Pick out all lines of the entries that include the word "example" and copy them.
───── Records ─────
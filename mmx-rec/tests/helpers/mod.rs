//! Shared test fixtures: a scriptable catalog and recommender builders
#![allow(dead_code)]

use async_trait::async_trait;
use mmx_common::{ManualClock, MoodTargets, ProfileTable};
use mmx_rec::catalog::{CatalogClient, CatalogError, ContainerId, ContentItem, PlaybackDevice};
use mmx_rec::recommend::{RecommendationCache, Recommender, RecommenderSettings};
use std::collections::HashMap;
use std::sync::{Arc, Mutex};
use std::time::Duration;

pub fn item(id: &str, artist: &str) -> ContentItem {
    ContentItem {
        id: id.to_string(),
        name: format!("Track {}", id),
        artist: artist.to_string(),
        album_cover: None,
        external_url: format!("https://example.com/track/{}", id),
    }
}

/// `count` items with distinct ids and artists, ids prefixed by `prefix`
pub fn distinct_items(prefix: &str, count: usize) -> Vec<ContentItem> {
    (0..count)
        .map(|i| item(&format!("{}{}", prefix, i), &format!("{} artist {}", prefix, i)))
        .collect()
}

/// Catalog whose answers are set up front and whose calls are recorded
///
/// Calls are logged as `container`, `targeted:<tags>`, `genre:<tag>`,
/// `replace:<n>`, `track:<id>`, `play:<id>`, `next`. Track lookups search the
/// targeted and genre answers; `next` answers like `play`.
pub struct ScriptedCatalog {
    pub calls: Mutex<Vec<String>>,
    pub container: Result<ContainerId, CatalogError>,
    pub targeted: Result<Vec<ContentItem>, CatalogError>,
    pub genres: HashMap<String, Vec<ContentItem>>,
    pub genre_error: Option<CatalogError>,
    pub replace_error: Option<CatalogError>,
    pub playback: Result<PlaybackDevice, CatalogError>,
    pub replaced: Mutex<Vec<Vec<ContentItem>>>,
}

impl Default for ScriptedCatalog {
    fn default() -> Self {
        Self {
            calls: Mutex::new(Vec::new()),
            container: Ok(ContainerId::new("playlist-1")),
            targeted: Ok(Vec::new()),
            genres: HashMap::new(),
            genre_error: None,
            replace_error: None,
            playback: Err(CatalogError::NoActiveDevice),
            replaced: Mutex::new(Vec::new()),
        }
    }
}

impl ScriptedCatalog {
    pub fn with_targeted(mut self, items: Vec<ContentItem>) -> Self {
        self.targeted = Ok(items);
        self
    }

    pub fn with_genre(mut self, genre: &str, items: Vec<ContentItem>) -> Self {
        self.genres.insert(genre.to_string(), items);
        self
    }

    pub fn calls(&self) -> Vec<String> {
        self.calls.lock().unwrap().clone()
    }

    pub fn fetch_calls(&self) -> usize {
        self.calls()
            .iter()
            .filter(|c| c.starts_with("targeted:") || c.starts_with("genre:"))
            .count()
    }

    fn record(&self, call: String) {
        self.calls.lock().unwrap().push(call);
    }
}

#[async_trait]
impl CatalogClient for ScriptedCatalog {
    async fn resolve_container(&self) -> Result<ContainerId, CatalogError> {
        self.record("container".to_string());
        self.container.clone()
    }

    async fn fetch_content(
        &self,
        seed_tags: &[String],
        mood: Option<&MoodTargets>,
        limit: usize,
    ) -> Result<Vec<ContentItem>, CatalogError> {
        if mood.is_some() {
            self.record(format!("targeted:{}", seed_tags.join(",")));
            return self
                .targeted
                .clone()
                .map(|items| items.into_iter().take(limit).collect());
        }

        self.record(format!("genre:{}", seed_tags.join(",")));
        if let Some(err) = &self.genre_error {
            return Err(err.clone());
        }
        Ok(seed_tags
            .iter()
            .flat_map(|tag| self.genres.get(tag).cloned().unwrap_or_default())
            .take(limit)
            .collect())
    }

    async fn replace_content(
        &self,
        _container: &ContainerId,
        items: &[ContentItem],
    ) -> Result<(), CatalogError> {
        self.record(format!("replace:{}", items.len()));
        if let Some(err) = &self.replace_error {
            return Err(err.clone());
        }
        self.replaced.lock().unwrap().push(items.to_vec());
        Ok(())
    }

    async fn track(&self, track_id: &str) -> Result<ContentItem, CatalogError> {
        self.record(format!("track:{}", track_id));
        let targeted: &[ContentItem] = match &self.targeted {
            Ok(items) => items,
            Err(_) => &[],
        };
        targeted
            .iter()
            .chain(self.genres.values().flatten())
            .find(|item| item.id == track_id)
            .cloned()
            .ok_or_else(|| CatalogError::NotFound(format!("track {}", track_id)))
    }

    async fn start_playback(&self, track_id: &str) -> Result<PlaybackDevice, CatalogError> {
        self.record(format!("play:{}", track_id));
        self.playback.clone()
    }

    async fn next_track(&self) -> Result<PlaybackDevice, CatalogError> {
        self.record("next".to_string());
        self.playback.clone()
    }

    fn container_url(&self, container: &ContainerId) -> String {
        format!("https://open.example.com/playlist/{}", container)
    }
}

pub struct Harness {
    pub catalog: Arc<ScriptedCatalog>,
    pub clock: ManualClock,
    pub recommender: Recommender,
}

pub fn harness(catalog: ScriptedCatalog) -> Harness {
    let catalog = Arc::new(catalog);
    let clock = ManualClock::new();
    let cache = Arc::new(RecommendationCache::new(
        Arc::new(clock.clone()),
        Duration::from_secs(3600),
        Duration::from_secs(30),
        7,
        30,
    ));
    let recommender = Recommender::new(
        catalog.clone(),
        cache,
        Arc::new(ProfileTable::builtin()),
        RecommenderSettings::default(),
    );
    Harness {
        catalog,
        clock,
        recommender,
    }
}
─────
Written response:
        external_url: format!("https://example.com/track/{}", id),
        format!("https://open.example.com/playlist/{}", container)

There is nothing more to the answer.